Il faut parfois se méfier de ses premières impressions. Je n’espérais pas monts et merveilles du recueil de Micheline La France, Le Fils d’Ariane, car j’avais lu auparavant dans XYZ l’une des nouvelles qui en font partie, « La Nuit des étoiles filantes ». Je n’avais guère été impressionné par ce texte et ne l’ai pas été davantage à la relecture même s’il s’intègre très bien dans la tonalité et dans la matière qui caractérisent le recueil.
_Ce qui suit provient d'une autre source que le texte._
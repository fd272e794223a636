// src/error.rs

use axum::{
    Json,
    http::StatusCode,
    response::{IntoResponse, Response},
};
use serde_json::json;
use std::fmt;
use uuid::Uuid;

use crate::quiz::attempt::AttemptError;

/// Global Application Error Enum.
/// Every failure is scoped to the request that produced it.
#[derive(Debug)]
pub enum AppError {
    // 400 Bad Request: bad user input, shown inline.
    Validation(String),

    // 401 Unauthorized
    AuthError(String),

    // 403 Forbidden: signed in, but acting on someone else's attempt.
    Forbidden(String),

    // 404 Not Found: referenced entity absent.
    NotFound(String),

    // 409 Conflict: operation not valid in the attempt's current state.
    Conflict(String),

    // 409 Conflict: submitting with unanswered questions without confirming.
    ConfirmationRequired { answered: usize, total: usize },

    // 500: backend read/write failure, retry is up to the user.
    Persistence(String),

    // 500: the quiz row was written but its questions were not.
    PartialPersistence { quiz_id: Uuid, message: String },

    // 500 Internal Server Error
    InternalServerError(String),
}

impl fmt::Display for AppError {
    fn fmt(&self, f: &mut fmt::Formatter<'_>) -> fmt::Result {
        match self {
            AppError::Validation(msg) => write!(f, "validation error: {}", msg),
            AppError::AuthError(msg) => write!(f, "auth error: {}", msg),
            AppError::Forbidden(msg) => write!(f, "forbidden: {}", msg),
            AppError::NotFound(msg) => write!(f, "not found: {}", msg),
            AppError::Conflict(msg) => write!(f, "conflict: {}", msg),
            AppError::ConfirmationRequired { answered, total } => write!(
                f,
                "confirmation required: {} of {} questions answered",
                answered, total
            ),
            AppError::Persistence(msg) => write!(f, "persistence error: {}", msg),
            AppError::PartialPersistence { quiz_id, message } => write!(
                f,
                "partial persistence for quiz {}: {}",
                quiz_id, message
            ),
            AppError::InternalServerError(msg) => write!(f, "internal error: {}", msg),
        }
    }
}

impl std::error::Error for AppError {}

/// Converts the error into a JSON response with appropriate HTTP status code.
impl IntoResponse for AppError {
    fn into_response(self) -> Response {
        let (status, body) = match self {
            AppError::Validation(msg) => (StatusCode::BAD_REQUEST, json!({ "error": msg })),
            AppError::AuthError(msg) => (StatusCode::UNAUTHORIZED, json!({ "error": msg })),
            AppError::Forbidden(msg) => (StatusCode::FORBIDDEN, json!({ "error": msg })),
            AppError::NotFound(msg) => (StatusCode::NOT_FOUND, json!({ "error": msg })),
            AppError::Conflict(msg) => (StatusCode::CONFLICT, json!({ "error": msg })),
            AppError::ConfirmationRequired { answered, total } => (
                StatusCode::CONFLICT,
                json!({
                    "error": format!(
                        "You have only answered {} out of {} questions. Submit anyway?",
                        answered, total
                    ),
                    "requires_confirmation": true,
                    "answered": answered,
                    "total": total,
                }),
            ),
            AppError::Persistence(msg) => {
                tracing::error!("Persistence error: {}", msg);
                (
                    StatusCode::INTERNAL_SERVER_ERROR,
                    json!({ "error": "Failed to reach the record store. Please try again." }),
                )
            }
            AppError::PartialPersistence { quiz_id, message } => {
                tracing::error!(%quiz_id, "Quiz saved without its questions: {}", message);
                (
                    StatusCode::INTERNAL_SERVER_ERROR,
                    json!({
                        "error": "The quiz was created but its questions could not be saved.",
                        "partial": true,
                        "quiz_id": quiz_id,
                    }),
                )
            }
            AppError::InternalServerError(msg) => {
                tracing::error!("Internal Server Error: {}", msg);
                (
                    StatusCode::INTERNAL_SERVER_ERROR,
                    json!({ "error": "Internal Server Error" }),
                )
            }
        };

        (status, Json(body)).into_response()
    }
}

/// Allows using `?` on database queries.
/// `RowNotFound` only comes out of `fetch_one`, so it means the entity is absent.
impl From<sqlx::Error> for AppError {
    fn from(err: sqlx::Error) -> Self {
        match err {
            sqlx::Error::RowNotFound => AppError::NotFound("Record not found".to_string()),
            other => AppError::Persistence(other.to_string()),
        }
    }
}

impl From<serde_json::Error> for AppError {
    fn from(err: serde_json::Error) -> Self {
        AppError::Validation(err.to_string())
    }
}

impl From<validator::ValidationErrors> for AppError {
    fn from(errs: validator::ValidationErrors) -> Self {
        AppError::Validation(errs.to_string())
    }
}

impl From<AttemptError> for AppError {
    fn from(err: AttemptError) -> Self {
        match err {
            AttemptError::ConfirmationRequired { answered, total } => {
                AppError::ConfirmationRequired { answered, total }
            }
            AttemptError::NotOwner => AppError::Forbidden(err.to_string()),
            other => AppError::Conflict(other.to_string()),
        }
    }
}
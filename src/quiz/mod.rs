// src/quiz/mod.rs

pub mod attempt;
pub mod authoring;
pub mod grading;
pub mod presentation;
pub mod registry;
pub mod search;
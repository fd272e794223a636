// src/models/user.rs

use serde::{Deserialize, Serialize};
use uuid::Uuid;

use crate::utils::jwt::Claims;

/// The current session's identity as issued by the identity provider.
/// This service never sees credentials, only verified token claims.
#[derive(Debug, Clone, PartialEq, Eq, Serialize, Deserialize)]
pub struct Identity {
    pub id: Uuid,
    pub email: Option<String>,
    pub display_name: Option<String>,
}

impl Identity {
    /// Name shown next to authored quizzes: the display name, else the
    /// local part of the email address.
    pub fn attribution_name(&self) -> Option<String> {
        self.display_name
            .as_deref()
            .map(str::trim)
            .filter(|name| !name.is_empty())
            .map(str::to_string)
            .or_else(|| {
                self.email
                    .as_deref()
                    .and_then(|email| email.split('@').next())
                    .filter(|local| !local.is_empty())
                    .map(str::to_string)
            })
    }
}

impl TryFrom<&Claims> for Identity {
    type Error = uuid::Error;

    fn try_from(claims: &Claims) -> Result<Self, Self::Error> {
        Ok(Self {
            id: Uuid::parse_str(&claims.sub)?,
            email: claims.email.clone(),
            display_name: claims.name.clone(),
        })
    }
}

#[cfg(test)]
mod tests {
    use super::*;

    fn identity(email: Option<&str>, name: Option<&str>) -> Identity {
        Identity {
            id: Uuid::new_v4(),
            email: email.map(str::to_string),
            display_name: name.map(str::to_string),
        }
    }

    #[test]
    fn attribution_prefers_display_name() {
        let who = identity(Some("grace@example.com"), Some("Grace H"));
        assert_eq!(who.attribution_name().as_deref(), Some("Grace H"));
    }

    #[test]
    fn attribution_falls_back_to_email_local_part() {
        let who = identity(Some("grace@example.com"), Some("   "));
        assert_eq!(who.attribution_name().as_deref(), Some("grace"));
        assert_eq!(identity(None, None).attribution_name(), None);
    }
}
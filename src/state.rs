// src/state.rs

use std::sync::Arc;

use axum::extract::FromRef;

use crate::{config::Config, quiz::registry::AttemptRegistry, store::QuizStore};

pub type SharedStore = Arc<dyn QuizStore>;

#[derive(Clone)]
pub struct AppState {
    pub store: SharedStore,
    pub attempts: AttemptRegistry,
    pub config: Config,
}

impl AppState {
    pub fn new(store: SharedStore, config: Config) -> Self {
        Self {
            store,
            attempts: AttemptRegistry::new(config.attempt_ttl),
            config,
        }
    }
}

impl FromRef<AppState> for SharedStore {
    fn from_ref(state: &AppState) -> Self {
        state.store.clone()
    }
}

impl FromRef<AppState> for AttemptRegistry {
    fn from_ref(state: &AppState) -> Self {
        state.attempts.clone()
    }
}

impl FromRef<AppState> for Config {
    fn from_ref(state: &AppState) -> Self {
        state.config.clone()
    }
}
De plus, sachant que l’auteure est la fille d’Henri La France qui a écrit deux romans ineptes, À l’aube du verseau et Les Capsules du temps, une vive appréhension était permise.

Je dois le confesser, Le Fils d’Ariane a débouté mes préjugés et m’a procuré par moments un véritable plaisir de lecture. L’auteure excelle dans la description d’existences banales qui se déroulent sans heurts jusqu’au jour où un événement inattendu dérègle les rouages bien huilés de la routine. Cet événement inattendu peut prendre la forme d’une rencontre de l’âme sœur, d’une disparition d’un être familier, d’un accident, d’une arrivée d’une personne étrangère dans un milieu fermé, d’une manifestation de phénomènes paranormaux.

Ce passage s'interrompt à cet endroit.